EXTRACTED MATERIAL: Begin

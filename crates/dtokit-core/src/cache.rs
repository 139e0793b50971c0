//! Descriptor cache
//!
//! Resolved per-type layouts, shared by every mapper that holds the cache.
//! Entries are append-only: a layout is built outside the map, published
//! whole with `entry().or_insert()` and never replaced. Two threads racing
//! on the same type may both build it; the first published result wins and
//! both callers get it.
//!
//! Failed builds are cached too, so a type with a broken declaration keeps
//! failing the same way instead of silently degrading.

use crate::error::MapResult;
use crate::instance::Instance;
use crate::value::Value;
use dashmap::DashMap;
use dtokit_types::{PropertyDescriptor, TypeName};
use std::fmt;
use std::sync::Arc;
use tracing::debug;

/// Resolved field layout of one type
#[derive(Debug, Clone, PartialEq)]
pub struct TypeLayout {
    type_name: TypeName,
    lineage: Arc<[TypeName]>,
    descriptors: Vec<Arc<PropertyDescriptor>>,
    defaults: Vec<Value>,
}

impl TypeLayout {
    /// Create a layout
    ///
    /// `defaults` holds one initial value per descriptor, in the same order.
    pub fn new(
        type_name: TypeName,
        lineage: Vec<TypeName>,
        descriptors: Vec<Arc<PropertyDescriptor>>,
        defaults: Vec<Value>,
    ) -> Self {
        debug_assert_eq!(descriptors.len(), defaults.len());
        Self {
            type_name,
            lineage: Arc::from(lineage),
            descriptors,
            defaults,
        }
    }

    /// Type the layout describes
    pub fn type_name(&self) -> &TypeName {
        &self.type_name
    }

    /// The type itself, its interfaces, then its ancestors
    pub fn lineage(&self) -> &[TypeName] {
        &self.lineage
    }

    /// Instance field descriptors: own fields first, then inherited ones
    pub fn descriptors(&self) -> &[Arc<PropertyDescriptor>] {
        &self.descriptors
    }

    /// Descriptor of the field named `name`
    pub fn descriptor(&self, name: &str) -> Option<&Arc<PropertyDescriptor>> {
        self.descriptors.iter().find(|descriptor| descriptor.name() == name)
    }

    /// Number of instance fields
    pub fn len(&self) -> usize {
        self.descriptors.len()
    }

    /// Whether the type has no instance fields
    pub fn is_empty(&self) -> bool {
        self.descriptors.is_empty()
    }

    /// Fresh instance with every field at its default
    pub fn new_instance(&self) -> Instance {
        let fields = self
            .descriptors
            .iter()
            .zip(&self.defaults)
            .map(|(descriptor, default)| (descriptor.name().to_string(), default.clone()))
            .collect();
        Instance::new(self.type_name.clone(), self.lineage.clone(), fields)
    }
}

/// Process-scoped cache of type layouts
#[derive(Default)]
pub struct DescriptorCache {
    layouts: DashMap<TypeName, MapResult<Arc<TypeLayout>>>,
}

impl DescriptorCache {
    /// Create a new empty cache
    pub fn new() -> Self {
        Self::default()
    }

    /// Get the layout of `type_name`, building it on first access
    ///
    /// `build` runs without any lock held, so it may itself consult the
    /// cache for other types.
    pub fn get_or_build<F>(&self, type_name: &TypeName, build: F) -> MapResult<Arc<TypeLayout>>
    where
        F: FnOnce() -> MapResult<TypeLayout>,
    {
        if let Some(entry) = self.layouts.get(type_name) {
            return entry.value().clone();
        }

        let built = build().map(Arc::new);
        match &built {
            Ok(layout) => debug!(
                target: "dtokit::cache",
                type_name = %type_name,
                fields = layout.len(),
                "built descriptor layout"
            ),
            Err(err) => debug!(
                target: "dtokit::cache",
                type_name = %type_name,
                error = %err,
                "caching descriptor build failure"
            ),
        }

        self.layouts
            .entry(type_name.clone())
            .or_insert(built)
            .value()
            .clone()
    }

    /// Previously built result for `type_name`, if any
    pub fn get(&self, type_name: &TypeName) -> Option<MapResult<Arc<TypeLayout>>> {
        self.layouts.get(type_name).map(|entry| entry.value().clone())
    }

    /// Number of cached types, failures included
    pub fn len(&self) -> usize {
        self.layouts.len()
    }

    /// Whether nothing has been cached yet
    pub fn is_empty(&self) -> bool {
        self.layouts.is_empty()
    }
}

impl fmt::Debug for DescriptorCache {
    fn fmt(&self, f: &mut fmt::Formatter<'_>) -> fmt::Result {
        f.debug_struct("DescriptorCache")
            .field("types", &self.layouts.len())
            .finish()
    }
}

#[cfg(test)]
mod tests {
    use super::*;
    use crate::error::MapError;
    use dtokit_types::{AliasRegistry, DescriptorBuilder, FieldDecl};
    use std::cell::Cell;

    fn layout(name: &str) -> TypeLayout {
        let aliases = AliasRegistry::default();
        let type_name = TypeName::new(name);
        let descriptor = DescriptorBuilder::new(&aliases)
            .build(
                &FieldDecl {
                    declaration: Some("integer"),
                    ..FieldDecl::new("count")
                },
                &type_name,
            )
            .unwrap();
        TypeLayout::new(
            type_name.clone(),
            vec![type_name],
            vec![Arc::new(descriptor)],
            vec![Value::Int(0)],
        )
    }

    #[test]
    fn test_builds_once() {
        let cache = DescriptorCache::new();
        let calls = Cell::new(0);
        let name = TypeName::new("App\\Counter");

        let first = cache
            .get_or_build(&name, || {
                calls.set(calls.get() + 1);
                Ok(layout("App\\Counter"))
            })
            .unwrap();
        let second = cache
            .get_or_build(&name, || {
                calls.set(calls.get() + 1);
                Ok(layout("App\\Counter"))
            })
            .unwrap();

        assert!(Arc::ptr_eq(&first, &second));
        assert_eq!(calls.get(), 1);
        assert_eq!(cache.len(), 1);
    }

    #[test]
    fn test_failures_are_sticky() {
        let cache = DescriptorCache::new();
        let name = TypeName::new("App\\Broken");
        let failure = MapError::UnknownType {
            type_name: TypeName::new("App\\Missing"),
        };

        let first = cache.get_or_build(&name, || Err(failure.clone()));
        let second = cache.get_or_build(&name, || Ok(layout("App\\Broken")));

        assert_eq!(first, Err(failure.clone()));
        assert_eq!(second, Err(failure));
    }

    #[test]
    fn test_new_instance_uses_defaults() {
        let layout = layout("App\\Counter");
        let instance = layout.new_instance();
        assert_eq!(instance.get("count"), Some(&Value::Int(0)));
        assert!(instance.is_instance_of("App\\Counter"));
        assert!(layout.descriptor("count").is_some());
        assert!(layout.descriptor("other").is_none());
    }
}
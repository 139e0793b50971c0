//! Declaration errors

use thiserror::Error;

/// Errors raised while turning a raw type declaration into canonical types
///
/// Every variant is fatal for the descriptor being built. Callers report all
/// of them as an invalid declaration of the offending field.
#[derive(Debug, Clone, Error, PartialEq, Eq)]
pub enum DeclarationError {
    /// A type name was required but the token was empty (`[]`, `iterable<>`)
    #[error("Invalid type declaration `{token}`: empty type name")]
    EmptyTypeName {
        /// Token containing the empty position
        token: String,
    },

    /// A qualified name contains an empty segment (`Foo\\\\Bar`, `\`)
    #[error("Invalid type name `{name}`: empty namespace segment")]
    EmptySegment {
        /// Offending name
        name: String,
    },

    /// Array or wrapper punctuation does not balance
    #[error("Invalid type declaration `{token}`: unbalanced brackets")]
    UnbalancedBrackets {
        /// Offending token
        token: String,
    },

    /// Generic wrapper other than `iterable<T>` / `iterator<T>`
    #[error("Invalid type declaration `{token}`: unsupported wrapper `{wrapper}`")]
    UnsupportedWrapper {
        /// Wrapper name as written
        wrapper: String,
        /// Offending token
        token: String,
    },

    /// Union used as a wrapper element (`iterable<int|string>`)
    #[error("Invalid type declaration `{token}`: union element types are not supported")]
    UnionElement {
        /// Offending token
        token: String,
    },

    /// Field registered without a name
    #[error("Field name must not be empty")]
    EmptyFieldName,
}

EXTRACTED MATERIAL: End

(WHAT IS REQUIRED):
Which lines above hold the word "other"? Copy each of them.

(SOLUTION TO THIS PROBLEM):
    /// cache for other types.
        assert!(layout.descriptor("other").is_none());
    /// Generic wrapper other than `iterable<T>` / `iterator<T>`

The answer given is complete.